質問

I'm building a single-page Dart web app that will essentially consist of 1 Dart file (cross-compiled to JS) and 1 HTML file that has several "views" (screens, pages, etc.). in it. Depending on what "view" the user is currently located at, I will hide/enable different DOM elements defined inside this HTML file. This way the user can navigate between views without triggering multiple page loads.

I would still like to use each browser's native history-tracking mechanism, so that the user click can the back- and forward-buttons in the browser, and I'll have a Dart Historian object figure out what view to load (again just hiding/enabling DOM elements) depending on what URL the browser has in its history.
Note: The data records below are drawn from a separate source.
pub mod error;
pub mod openai;
pub mod util;

pub use error::{AiError, Result};
pub use openai::{OpenAi, StructuredOutput, GEMINI_OPENAI_URL, OPENAI_API_URL};
pub use util::strip_code_blocks;
//! Field catalog enrichment: the collection schema merged with facet values
//! and per-field descriptions from collection metadata.

use std::collections::HashMap;

use anyhow::Result;
use async_trait::async_trait;
use carsearch_common::{CarSearchError, EnumValues, FieldCatalog, FieldDescriptor};
use tracing::{debug, info};
use typesense_client::{CollectionResponse, SearchParams, SearchResponse, TypesenseClient};

/// Where the catalog comes from. Implemented over Typesense in production
/// and by in-memory fakes in tests.
#[async_trait]
pub trait CatalogSource: Send + Sync {
    /// Field names, types, facet and sort flags and descriptions, in schema
    /// order.
    async fn schema(&self) -> Result<Vec<FieldDescriptor>>;

    /// Up to `limit` distinct values for each of `fields`, most frequent first.
    async fn facet_values(
        &self,
        fields: &[String],
        limit: u32,
    ) -> Result<HashMap<String, Vec<String>>>;
}

/// Build the enriched catalog: one schema read, then one facet query for the
/// facet fields it names.
///
/// `max_facet_values + 1` values are requested so fields with more than
/// `max_facet_values` distinct values can be marked `has_more`; at most
/// `max_facet_values` are kept.
pub async fn enrich_catalog(
    source: &dyn CatalogSource,
    max_facet_values: u32,
) -> std::result::Result<FieldCatalog, CarSearchError> {
    let started = std::time::Instant::now();

    let mut fields = source.schema().await.map_err(search_error)?;
    let facet_names: Vec<String> = fields
        .iter()
        .filter(|f| f.facet)
        .map(|f| f.name.clone())
        .collect();

    let mut facets = if facet_names.is_empty() {
        HashMap::new()
    } else {
        source
            .facet_values(&facet_names, max_facet_values.saturating_add(1))
            .await
            .map_err(search_error)?
    };

    let limit = max_facet_values as usize;
    for field in fields.iter_mut().filter(|f| f.facet) {
        if let Some(mut values) = facets.remove(&field.name) {
            let has_more = values.len() > limit;
            values.truncate(limit);
            field.enum_values = Some(EnumValues { values, has_more });
        }
    }

    info!(
        fields = fields.len(),
        facet_fields = facet_names.len(),
        elapsed_ms = started.elapsed().as_millis() as u64,
        "Field catalog enriched"
    );

    Ok(FieldCatalog::new(fields))
}

fn search_error(e: anyhow::Error) -> CarSearchError {
    CarSearchError::Search(format!("catalog enrichment failed: {e:#}"))
}

/// Descriptors for the fields of a collection, with descriptions taken from
/// string-valued collection metadata. Wildcard fields are skipped.
pub fn descriptors_from_collection(collection: &CollectionResponse) -> Vec<FieldDescriptor> {
    collection
        .fields
        .iter()
        .filter(|f| !f.name.contains('*'))
        .map(|f| {
            let mut descriptor = FieldDescriptor::new(&f.name, &f.field_type);
            if f.facet {
                descriptor = descriptor.facet();
            }
            if let Some(sort) = f.sort {
                descriptor = descriptor.sortable(sort);
            }
            if let Some(description) = collection.metadata_str(&f.name) {
                descriptor = descriptor.describe(description);
            }
            descriptor
        })
        .collect()
}

// =============================================================================
// Typesense
// =============================================================================

pub struct TypesenseCatalogSource {
    client: TypesenseClient,
    collection: String,
}

impl TypesenseCatalogSource {
    pub fn new(client: TypesenseClient, collection: impl Into<String>) -> Self {
        Self {
            client,
            collection: collection.into(),
        }
    }
}

#[async_trait]
impl CatalogSource for TypesenseCatalogSource {
    async fn schema(&self) -> Result<Vec<FieldDescriptor>> {
        let collection = self.client.retrieve_collection(&self.collection).await?;
        Ok(descriptors_from_collection(&collection))
    }

    async fn facet_values(
        &self,
        fields: &[String],
        limit: u32,
    ) -> Result<HashMap<String, Vec<String>>> {
        let params = SearchParams {
            q: "*".to_string(),
            facet_by: Some(fields.join(",")),
            max_facet_values: Some(limit),
            per_page: Some(0),
            ..Default::default()
        };
        let response: SearchResponse<serde_json::Value> =
            self.client.search(&self.collection, &params).await?;

        debug!(
            collection = %self.collection,
            facets = response.facet_counts.len(),
            "Fetched facet values"
        );

        Ok(response
            .facet_counts
            .into_iter()
            .map(|fc| {
                let values = fc.counts.into_iter().map(|c| c.value).collect();
                (fc.field_name, values)
            })
            .collect())
    }
}
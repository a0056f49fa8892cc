use thiserror::Error;

pub type Result<T> = std::result::Result<T, CarSearchError>;

#[derive(Error, Debug)]
pub enum CarSearchError {
    /// The completion service returned nothing, or output that failed validation.
    #[error("Generation error: {0}")]
    Generation(String),

    /// The search index could not be reached or rejected the query.
    #[error("Search error: {0}")]
    Search(String),

    #[error("Configuration error: {0}")]
    Config(String),

    #[error("Validation error: {0}")]
    Validation(String),

    #[error(transparent)]
    Anyhow(#[from] anyhow::Error),
}

impl CarSearchError {
    /// Whether the user can usefully re-submit the same query.
    pub fn is_retryable(&self) -> bool {
        matches!(self, CarSearchError::Generation(_) | CarSearchError::Search(_))
    }

    /// Short machine-readable kind for API responses and logs.
    pub fn kind(&self) -> &'static str {
        match self {
            CarSearchError::Generation(_) => "generation",
            CarSearchError::Search(_) => "search",
            CarSearchError::Config(_) => "config",
            CarSearchError::Validation(_) => "validation",
            CarSearchError::Anyhow(_) => "internal",
        }
    }
}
I've pretty much figured everything out, with one exception:

Say the user is currently "at" View #3, which has a URL of, say, http://myapp.example.com/#view3. Then they click a button that should take them to View #4 at, say, http://myapp.example.com/#view4. I need a way, in Dart, to tell the browser to:

  1. Set http://myapp.example.com/#view4 in the browser URL bar
  2. Add http://myapp.example.com/#view4 to the browser's history
  3. If not already enabled, enable the browser's back button

I believe I can accomplish #1 above like so:

window.location.href = "http://myapp.example.com/#view3";

...but maybe not. Either way, how can I accomplish this (Dart code communicates with browser's history API)?

役に立ちましたか?

解決

Check out the route library.

angular.dart also has it's own routing mechanism, but it's part of a much larger framework, so unless you plan on using the rest of it, I would recommend the stand-alone route library.

If you want to build your own solution, you can take a look at route's client.dart for inspiration.

There are two methods of history navigation supported:

  1. The page fragment method that you've used. Reassign the window location to the new page fragment: window.location.assign(newPathWithPageFragment). Doing this will automatically add a new item to the browser history (which will then enable the back button).

  2. The newer History API, which allows for regular URLs without fragments (e.g. http://myapp.example.com/view3. You can use window.history to control the history.The History API is only supported by newer browsers so that may be a concern (although given that dart2js also only supports newer browsers, there are probably not too many instances of a browser that dart2js supports that doesn't support the History API).

One issue you will have to handle if you support History API is the initial page load. When a user navigates to http://myapp.example.com/view3, the browser expects to find a resource at that location. You will have to setup your server to respond to any page request by serving your Dart application and then navigate to the correct view on the client-side. This issue will apply whether you use route, angular.dart, or build your own solution, since this is a general server-side issue and the above are all client-side libraries.